● **Exercise instructions**: Look through the material below and report every line that includes "added".

(Excerpted data begins)

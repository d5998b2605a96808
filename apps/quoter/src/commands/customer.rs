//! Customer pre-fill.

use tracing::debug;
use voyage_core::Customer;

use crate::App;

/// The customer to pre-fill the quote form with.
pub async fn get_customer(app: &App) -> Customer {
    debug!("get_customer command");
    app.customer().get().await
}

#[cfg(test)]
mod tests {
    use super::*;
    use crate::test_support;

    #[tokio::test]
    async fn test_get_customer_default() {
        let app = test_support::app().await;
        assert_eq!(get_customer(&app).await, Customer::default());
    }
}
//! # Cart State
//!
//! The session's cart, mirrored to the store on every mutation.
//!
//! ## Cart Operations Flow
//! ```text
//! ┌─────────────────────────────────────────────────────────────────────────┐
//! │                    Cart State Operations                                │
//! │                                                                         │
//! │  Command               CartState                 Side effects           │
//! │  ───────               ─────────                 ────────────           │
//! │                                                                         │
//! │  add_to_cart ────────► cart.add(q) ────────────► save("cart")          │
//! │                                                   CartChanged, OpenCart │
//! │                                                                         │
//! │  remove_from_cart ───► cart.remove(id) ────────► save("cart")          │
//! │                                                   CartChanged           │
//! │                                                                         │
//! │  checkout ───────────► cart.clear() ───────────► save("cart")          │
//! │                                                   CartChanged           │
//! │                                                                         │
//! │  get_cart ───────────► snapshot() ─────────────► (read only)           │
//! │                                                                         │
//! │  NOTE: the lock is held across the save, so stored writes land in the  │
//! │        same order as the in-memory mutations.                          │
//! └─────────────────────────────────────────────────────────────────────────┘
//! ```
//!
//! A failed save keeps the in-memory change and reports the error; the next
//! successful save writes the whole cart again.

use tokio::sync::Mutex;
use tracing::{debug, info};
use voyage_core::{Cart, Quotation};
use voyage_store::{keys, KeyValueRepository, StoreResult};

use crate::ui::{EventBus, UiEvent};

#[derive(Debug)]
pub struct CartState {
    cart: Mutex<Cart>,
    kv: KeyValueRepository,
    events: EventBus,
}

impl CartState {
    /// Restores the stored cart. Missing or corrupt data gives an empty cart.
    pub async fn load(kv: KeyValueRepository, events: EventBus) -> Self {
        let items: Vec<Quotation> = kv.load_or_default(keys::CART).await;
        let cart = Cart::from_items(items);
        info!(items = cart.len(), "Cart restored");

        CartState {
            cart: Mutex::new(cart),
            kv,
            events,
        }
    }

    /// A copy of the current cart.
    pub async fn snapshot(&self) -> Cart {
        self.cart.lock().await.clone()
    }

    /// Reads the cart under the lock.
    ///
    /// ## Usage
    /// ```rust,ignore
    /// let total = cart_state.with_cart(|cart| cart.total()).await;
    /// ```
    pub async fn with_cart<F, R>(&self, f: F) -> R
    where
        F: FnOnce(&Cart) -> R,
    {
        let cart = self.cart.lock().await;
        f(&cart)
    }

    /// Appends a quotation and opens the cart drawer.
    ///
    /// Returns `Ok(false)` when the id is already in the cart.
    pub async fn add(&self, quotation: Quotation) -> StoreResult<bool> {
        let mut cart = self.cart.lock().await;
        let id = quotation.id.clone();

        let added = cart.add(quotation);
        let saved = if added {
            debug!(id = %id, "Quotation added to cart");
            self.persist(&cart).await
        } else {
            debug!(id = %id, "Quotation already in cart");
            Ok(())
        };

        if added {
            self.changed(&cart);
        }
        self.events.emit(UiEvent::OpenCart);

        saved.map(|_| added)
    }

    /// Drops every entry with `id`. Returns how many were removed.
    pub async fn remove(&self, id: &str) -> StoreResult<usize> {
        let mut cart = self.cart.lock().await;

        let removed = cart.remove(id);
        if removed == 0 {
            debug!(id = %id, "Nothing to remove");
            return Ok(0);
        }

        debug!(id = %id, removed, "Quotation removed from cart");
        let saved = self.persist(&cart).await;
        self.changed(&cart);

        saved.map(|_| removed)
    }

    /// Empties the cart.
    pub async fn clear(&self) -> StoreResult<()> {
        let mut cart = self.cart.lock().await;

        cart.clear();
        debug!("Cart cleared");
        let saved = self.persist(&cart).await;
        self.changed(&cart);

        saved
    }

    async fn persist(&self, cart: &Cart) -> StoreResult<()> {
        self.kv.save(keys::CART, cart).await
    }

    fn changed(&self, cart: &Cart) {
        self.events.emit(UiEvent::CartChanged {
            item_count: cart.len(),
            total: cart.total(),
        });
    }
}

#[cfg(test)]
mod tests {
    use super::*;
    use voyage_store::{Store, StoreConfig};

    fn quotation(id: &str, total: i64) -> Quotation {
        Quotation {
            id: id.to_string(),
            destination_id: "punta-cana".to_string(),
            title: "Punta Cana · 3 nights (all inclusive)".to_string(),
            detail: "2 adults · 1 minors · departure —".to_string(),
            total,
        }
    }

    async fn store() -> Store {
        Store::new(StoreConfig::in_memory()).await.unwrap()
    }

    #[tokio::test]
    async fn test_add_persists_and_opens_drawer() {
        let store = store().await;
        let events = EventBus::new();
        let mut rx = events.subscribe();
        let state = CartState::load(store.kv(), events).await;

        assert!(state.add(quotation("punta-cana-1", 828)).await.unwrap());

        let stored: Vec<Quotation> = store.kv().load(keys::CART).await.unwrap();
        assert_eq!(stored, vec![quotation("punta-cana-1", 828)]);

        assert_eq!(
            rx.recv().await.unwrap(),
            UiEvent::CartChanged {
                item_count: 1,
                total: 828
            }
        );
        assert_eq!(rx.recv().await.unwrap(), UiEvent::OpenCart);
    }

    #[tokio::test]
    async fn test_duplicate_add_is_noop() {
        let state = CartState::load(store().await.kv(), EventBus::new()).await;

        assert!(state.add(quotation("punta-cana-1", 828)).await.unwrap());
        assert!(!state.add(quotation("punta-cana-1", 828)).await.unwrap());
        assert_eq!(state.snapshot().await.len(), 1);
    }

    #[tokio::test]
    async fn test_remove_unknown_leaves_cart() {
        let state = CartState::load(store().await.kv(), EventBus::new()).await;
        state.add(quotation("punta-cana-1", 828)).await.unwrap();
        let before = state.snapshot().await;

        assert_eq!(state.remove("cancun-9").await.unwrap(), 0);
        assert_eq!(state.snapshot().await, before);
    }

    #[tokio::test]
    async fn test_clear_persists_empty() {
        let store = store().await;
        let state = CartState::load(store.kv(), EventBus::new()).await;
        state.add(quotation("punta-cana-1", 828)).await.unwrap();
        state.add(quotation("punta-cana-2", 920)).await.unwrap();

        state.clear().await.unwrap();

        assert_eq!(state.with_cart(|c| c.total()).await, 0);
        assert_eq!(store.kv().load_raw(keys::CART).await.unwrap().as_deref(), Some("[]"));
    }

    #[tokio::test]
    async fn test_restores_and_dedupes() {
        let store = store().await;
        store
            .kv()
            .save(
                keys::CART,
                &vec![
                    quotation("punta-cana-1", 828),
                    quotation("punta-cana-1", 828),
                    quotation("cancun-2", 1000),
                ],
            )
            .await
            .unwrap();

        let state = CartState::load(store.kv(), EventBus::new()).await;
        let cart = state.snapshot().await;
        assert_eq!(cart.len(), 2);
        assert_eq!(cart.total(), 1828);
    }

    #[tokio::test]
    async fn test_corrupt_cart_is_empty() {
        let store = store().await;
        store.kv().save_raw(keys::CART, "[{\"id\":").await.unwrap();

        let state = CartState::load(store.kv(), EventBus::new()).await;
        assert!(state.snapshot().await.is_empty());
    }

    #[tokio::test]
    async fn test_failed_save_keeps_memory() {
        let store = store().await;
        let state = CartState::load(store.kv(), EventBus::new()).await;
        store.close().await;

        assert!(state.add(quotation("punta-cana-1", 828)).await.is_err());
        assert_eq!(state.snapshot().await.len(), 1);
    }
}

(Excerpted data ends)

● **Answer space**:
        let added = cart.add(quotation);
        let saved = if added {
            debug!(id = %id, "Quotation added to cart");
        if added {
        saved.map(|_| added)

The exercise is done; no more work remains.